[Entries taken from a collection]
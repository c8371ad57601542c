use std::fmt;

/// Whether a statement must be closed by `;`.
#[derive(Debug, Clone, Copy, PartialEq, Eq, Default, clap::ValueEnum)]
pub enum SemicolonPolicy {
    #[default]
    Required,
    Optional,
}

impl SemicolonPolicy {
    pub fn from_name(name: &str) -> Self {
        match name.to_ascii_lowercase().as_str() {
            "optional" => SemicolonPolicy::Optional,
            _ => SemicolonPolicy::Required,
        }
    }
}

impl fmt::Display for SemicolonPolicy {
    fn fmt(&self, f: &mut fmt::Formatter<'_>) -> fmt::Result {
        match self {
            SemicolonPolicy::Required => write!(f, "required"),
            SemicolonPolicy::Optional => write!(f, "optional"),
        }
    }
}

/// Which sections of the compilation report are printed.
#[derive(Debug, Clone, Copy, PartialEq, Eq, Default, clap::ValueEnum)]
pub enum EmitMode {
    #[default]
    All,
    Tokens,
    Ir,
}

impl EmitMode {
    pub fn from_name(name: &str) -> Self {
        match name.to_ascii_lowercase().as_str() {
            "tokens" => EmitMode::Tokens,
            "ir" => EmitMode::Ir,
            _ => EmitMode::All,
        }
    }
}

impl fmt::Display for EmitMode {
    fn fmt(&self, f: &mut fmt::Formatter<'_>) -> fmt::Result {
        match self {
            EmitMode::All => write!(f, "all"),
            EmitMode::Tokens => write!(f, "tokens"),
            EmitMode::Ir => write!(f, "ir"),
        }
    }
}

#[derive(Debug, Clone, Copy, PartialEq, Eq, Default)]
pub struct CompileOptions {
    pub semicolon: SemicolonPolicy,
    pub emit: EmitMode,
}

■ TASK BRIEF: Copy each line in the data that holds the word "impl".

■ SOLUTION FOR THIS EXERCISE:
impl SemicolonPolicy {
impl fmt::Display for SemicolonPolicy {
impl EmitMode {
impl fmt::Display for EmitMode {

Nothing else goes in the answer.